Tesla’s driver assistance system enables electric cars to automatically brake, accelerate and change lanes. The manufacturer points out that the function does not make the car completely autonomous and requires driver supervision, but at the same time there is criticism of the naming, among other things, which suggests more autonomy. There are now almost regular reports of accidents in the USA in which the driver assistance system seems to be partly to blame. The most recent accident to become known occurred in early May, when it was said that it was the 29th with a Tesla being examined by the NHTSA. The first fatal accident with the automated driving system occurred in 2016; the last one in which the “autopilot” is said to have played a role occurred last month in California. Two people were killed in an accident in Texas in April.

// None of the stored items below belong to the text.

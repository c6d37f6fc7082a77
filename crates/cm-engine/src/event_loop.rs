//! `EventExecutor` — the discrete-event simulation loop.

use std::time::Instant;

use cm_core::{
    CmError, RunConfig, RunCounters, SimClock, SimTime, StateMap, StopReason,
    TerminationEvaluator, Value,
};
use cm_event::{Event, EventQueue};
use cm_model::{ActionError, Component, ComponentKind, InputProvider, TaskContext, TaskEffects, Trigger};

use crate::matcher::{TriggerMatcher, periodic_event_name};
use crate::{EngineError, EngineResult, RunObserver, RunReport, StepRecord};

/// Name of the synthetic event that opens every run — the carrier for
/// `Immediate` triggers.
pub const START_EVENT: &str = "_start";

/// Name of the internal input-regeneration event.  Never dispatched to
/// tasks and never counted as a processed step; tasks see the configured
/// `input_event` instead.
const INPUT_CYCLE_EVENT: &str = "_input_cycle";

/// Where the executor is in its lifecycle.
#[derive(Copy, Clone, Debug, PartialEq, Eq)]
pub enum RunState {
    Idle,
    Running,
    Completed,
    Aborted,
}

/// Runs an event-driven component: drains the event queue in
/// `(time, priority, sequence)` order, advances the simulated clock, and
/// dispatches all tasks matched by each event concurrently.
///
/// Scheduling decisions — queue pops, trigger matching, clock advancement,
/// termination checks — are single-threaded; only the dispatch of one
/// event's matched batch fans out, and the executor joins the whole batch
/// before touching the next event.
pub struct EventExecutor {
    component:      Component,
    provider:       Option<Box<dyn InputProvider>>,
    config:         RunConfig,
    queue:          EventQueue,
    clock:          SimClock,
    matcher:        TriggerMatcher,
    state:          RunState,
    /// Inputs visible to tasks: the initial values overlaid with every
    /// generated batch so far.
    current_inputs: StateMap,
    initial_inputs: StateMap,
    input_round:    u64,
    #[cfg(feature = "parallel")]
    pool:           Option<rayon::ThreadPool>,
}

impl EventExecutor {
    /// Validate the configuration and component kind; build the worker pool
    /// if a bound is configured.
    pub fn new(component: Component, config: RunConfig) -> EngineResult<Self> {
        if component.kind != ComponentKind::EventDriven {
            return Err(EngineError::WrongKind {
                component: component.name.clone(),
                required:  ComponentKind::EventDriven,
                actual:    component.kind,
            });
        }
        config.validate()?;

        #[cfg(feature = "parallel")]
        let pool = match config.max_workers {
            Some(n) => Some(
                rayon::ThreadPoolBuilder::new()
                    .num_threads(n)
                    .build()
                    .map_err(|e| CmError::Config(format!("worker pool: {e}")))?,
            ),
            None => None,
        };

        let matcher = TriggerMatcher::new(&component);
        Ok(Self {
            component,
            provider: None,
            config,
            queue: EventQueue::new(),
            clock: SimClock::default(),
            matcher,
            state: RunState::Idle,
            current_inputs: StateMap::new(),
            initial_inputs: StateMap::new(),
            input_round: 0,
            #[cfg(feature = "parallel")]
            pool,
        })
    }

    /// Attach an input provider.  With `RunConfig::input_interval` set it is
    /// polled on that simulated-time cycle; otherwise once at run start.
    pub fn with_input_provider(mut self, provider: Box<dyn InputProvider>) -> Self {
        self.provider = Some(provider);
        self
    }

    /// Input values available from the very first event, before any
    /// provider cycle.
    pub fn with_initial_inputs(mut self, inputs: StateMap) -> Self {
        self.initial_inputs = inputs;
        self
    }

    /// The executor's lifecycle state.
    pub fn state(&self) -> RunState {
        self.state
    }

    /// The live component (final state/outputs after a run).
    pub fn component(&self) -> &Component {
        &self.component
    }

    /// Run the simulation to completion; return the trace.
    ///
    /// Component state carries over from any previous run (it is the live
    /// model); the clock, queue, counters, and trigger state are reset.
    pub fn run<O: RunObserver>(&mut self, observer: &mut O) -> EngineResult<RunReport> {
        self.reset_run();
        self.state = RunState::Running;
        match self.run_inner(observer) {
            Ok(report) => {
                self.state = RunState::Completed;
                observer.on_run_end(&report);
                Ok(report)
            }
            Err(e) => {
                self.state = RunState::Aborted;
                Err(e)
            }
        }
    }

    fn reset_run(&mut self) {
        self.queue = EventQueue::new();
        self.clock = SimClock::default();
        self.matcher = TriggerMatcher::new(&self.component);
        self.current_inputs = self.initial_inputs.clone();
        self.input_round = 0;
    }

    fn run_inner<O: RunObserver>(&mut self, observer: &mut O) -> EngineResult<RunReport> {
        let evaluator = TerminationEvaluator::from_config(&self.config)?;
        let started = Instant::now();
        let mut counters = RunCounters::default();
        let mut records = Vec::new();

        observer.on_run_start();
        self.seed_queue()?;

        let stop = loop {
            if let Some(limit) = self.config.wall_clock_timeout {
                if started.elapsed() >= limit {
                    return Err(EngineError::WallClockTimeout(limit));
                }
            }

            // ── 1+2: pop the minimum event, advance the clock ─────────────
            let Some(event) = self.queue.pop() else {
                break StopReason::QueueEmpty;
            };
            self.clock.advance_to(event.time);

            if event.name == INPUT_CYCLE_EVENT {
                self.cycle_inputs()?;
                continue;
            }
            counters.events += 1;

            // ── 3: collect every task made ready by this event ────────────
            let ready = self.matcher.collect_ready(
                self.component.tasks(),
                &event,
                &self.component.state,
            );

            // ── 4: dispatch the batch concurrently, join, surface failures ─
            let effects = self.dispatch(&ready, &event)?;

            // ── 5: apply writes and schedule emitted events, match order ──
            for (&i, mut eff) in ready.iter().zip(effects) {
                eff.apply_writes(&mut self.component.state, &mut self.component.outputs);
                let source = self.component.tasks()[i].name.clone();
                for emit in eff.emits {
                    // Delay was validated ≥ 0 at emit time.
                    let e = Event::new(event.time.offset(emit.delay), emit.name)
                        .with_payload(emit.payload)
                        .with_priority(emit.priority)
                        .from_task(source.clone());
                    self.queue.push(e);
                }
            }

            // ── 6: re-enqueue the next occurrence of matched periodics ────
            for &i in &ready {
                let task = &self.component.tasks()[i];
                if let Some(Trigger::Periodic { interval }) = &task.trigger {
                    let next =
                        Event::new(event.time.offset(*interval), periodic_event_name(&task.name));
                    self.queue.push(next);
                }
            }

            // ── 7: snapshot ───────────────────────────────────────────────
            let record = StepRecord {
                index:      counters.events,
                round:      None,
                time:       Some(event.time.secs()),
                event:      Some(event.name.clone()),
                inputs:     self.current_inputs.clone(),
                outputs:    self.component.outputs.clone(),
                state:      self.component.state.clone(),
                task_order: self.config.track_task_order.then(|| {
                    ready
                        .iter()
                        .map(|&i| self.component.tasks()[i].name.clone())
                        .collect()
                }),
            };
            observer.on_step(&record);
            records.push(record);

            // ── 8: termination ────────────────────────────────────────────
            if let Some(reason) = evaluator.evaluate(
                &counters,
                self.clock.now(),
                &self.component.state,
                Some(self.queue.is_empty()),
            ) {
                break reason;
            }
        };

        Ok(RunReport {
            records,
            stop,
            rounds:        0,
            events:        counters.events,
            final_time:    self.clock.now(),
            final_state:   self.component.state.clone(),
            final_outputs: self.component.outputs.clone(),
        })
    }

    /// Enqueue the run's opening events: the `Immediate` carrier first (so
    /// it holds the lowest sequence number and pops before everything else
    /// at t=0), then the first occurrence of every periodic task, then the
    /// input machinery.
    fn seed_queue(&mut self) -> EngineResult<()> {
        self.queue.push(Event::new(SimTime::ZERO, START_EVENT));

        let periodic: Vec<String> = self
            .component
            .tasks()
            .iter()
            .filter(|t| matches!(t.trigger, Some(Trigger::Periodic { .. })))
            .map(|t| periodic_event_name(&t.name))
            .collect();
        for name in periodic {
            self.queue.push(Event::new(SimTime::ZERO, name));
        }

        if self.provider.is_some() {
            if self.config.input_interval.is_some() {
                self.queue.push(Event::new(SimTime::ZERO, INPUT_CYCLE_EVENT));
            } else {
                // No interval: generate one batch up front.
                self.cycle_inputs()?;
            }
        }
        Ok(())
    }

    /// Generate a fresh input batch, overlay it on the current inputs,
    /// announce it with the configured input-ready event, and (if cycling)
    /// schedule the next regeneration.
    fn cycle_inputs(&mut self) -> EngineResult<()> {
        let Some(provider) = self.provider.as_mut() else {
            return Ok(());
        };
        self.input_round += 1;
        let batch = provider.generate(
            &self.component.input_names,
            self.input_round,
            &self.component.state,
        )?;

        let payload: serde_json::Map<String, Value> =
            batch.iter().map(|(k, v)| (k.clone(), v.clone())).collect();
        for (k, v) in batch {
            self.current_inputs.insert(k, v);
        }
        self.queue.push(
            Event::new(self.clock.now(), self.config.input_event.clone())
                .with_payload(Value::Object(payload)),
        );

        if let Some(interval) = self.config.input_interval {
            self.queue
                .push(Event::new(self.clock.now().offset(interval), INPUT_CYCLE_EVENT));
        }
        Ok(())
    }

    /// Run the matched batch and convert any action failure into an abort
    /// carrying the task name, event name, and simulated time.
    fn dispatch(&self, ready: &[usize], event: &Event) -> EngineResult<Vec<TaskEffects>> {
        self.run_batch(ready, event)
            .into_iter()
            .map(|r| {
                r.map_err(|(task, source)| EngineError::TaskFailedOnEvent {
                    task,
                    event: event.name.clone(),
                    time: event.time,
                    source,
                })
            })
            .collect()
    }

    #[cfg(feature = "parallel")]
    fn run_batch(
        &self,
        ready: &[usize],
        event: &Event,
    ) -> Vec<Result<TaskEffects, (String, ActionError)>> {
        use rayon::prelude::*;

        // Capture only Sync data: the boxed input provider in `self` is
        // Send-only and must not cross into the worker closure.
        let component = &self.component;
        let inputs = &self.current_inputs;

        if ready.len() <= 1 {
            return ready.iter().map(|&i| run_task(component, inputs, i, event)).collect();
        }
        let job = || {
            ready
                .par_iter()
                .map(|&i| run_task(component, inputs, i, event))
                .collect()
        };
        match &self.pool {
            Some(pool) => pool.install(job),
            None => job(),
        }
    }

    #[cfg(not(feature = "parallel"))]
    fn run_batch(
        &self,
        ready: &[usize],
        event: &Event,
    ) -> Vec<Result<TaskEffects, (String, ActionError)>> {
        ready
            .iter()
            .map(|&i| run_task(&self.component, &self.current_inputs, i, event))
            .collect()
    }
}

/// One task invocation: snapshot context in, effects out.
fn run_task(
    component: &Component,
    inputs: &StateMap,
    index: usize,
    event: &Event,
) -> Result<TaskEffects, (String, ActionError)> {
    let task = &component.tasks()[index];
    let mut ctx = TaskContext::for_event(
        inputs.clone(),
        component.state.clone(),
        component.outputs.clone(),
        event.time,
        event.name.clone(),
        event.payload.clone(),
    );
    task.run(&mut ctx).map_err(|e| (task.name.clone(), e))?;
    Ok(ctx.into_effects())
}
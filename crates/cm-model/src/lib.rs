//! `cm-model` — the in-memory component model and the task-facing API.
//!
//! # Crate layout
//!
//! | Module        | Contents                                                  |
//! |---------------|-----------------------------------------------------------|
//! | [`component`] | `Component`, `ComponentKind`, definition validation       |
//! | [`task`]      | `Task`, the `TaskAction` trait, `ActionError`             |
//! | [`trigger`]   | `Trigger` enum (event-driven readiness conditions)        |
//! | [`context`]   | `TaskContext`, `TaskEffects`, `EmitRequest`               |
//! | [`input`]     | `InputProvider` trait and stock implementations           |
//! | [`error`]     | `ModelError`, `ModelResult<T>`                            |
//!
//! # Design notes
//!
//! A task body is an opaque *action*: anything implementing [`TaskAction`]
//! (including a plain closure).  Actions never touch the live component —
//! they run against a [`TaskContext`] snapshot and come back as
//! [`TaskEffects`], which the executor applies.  This produce/apply split is
//! what lets the event-driven executor fan a batch of co-triggered tasks out
//! across threads with a single join barrier and no locking.

pub mod component;
pub mod context;
pub mod error;
pub mod input;
pub mod task;
pub mod trigger;


pub use component::{Component, ComponentKind};
pub use context::{EmitRequest, TaskContext, TaskEffects};
pub use error::{ModelError, ModelResult};
pub use input::{ConstantInputs, FixedInputs, InputProvider, InputSpec, NoInputs, RandomInputs};
pub use task::{ActionError, Task, TaskAction};
pub use trigger::Trigger;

Overall, in three of the accidents investigated, the authorities determined that the “autopilot” was activated, Reuters still writes. The news agency points out that Tesla’s driver assistance system has been the focus of attention again since the fatal accident in Texas. Nobody should have been in the driver’s seat. Tesla boss Elon Musk insists that no one would assume that the car would drive itself because of the term “autopilot”.

The figures now available to Reuters also show that the NHTSA initiated six further investigations into accidents involving the involvement of driver assistance systems. This includes the accident involving a test vehicle from Uber that ran over a woman in Arizona in 2018 who had crossed a street in an unintended location.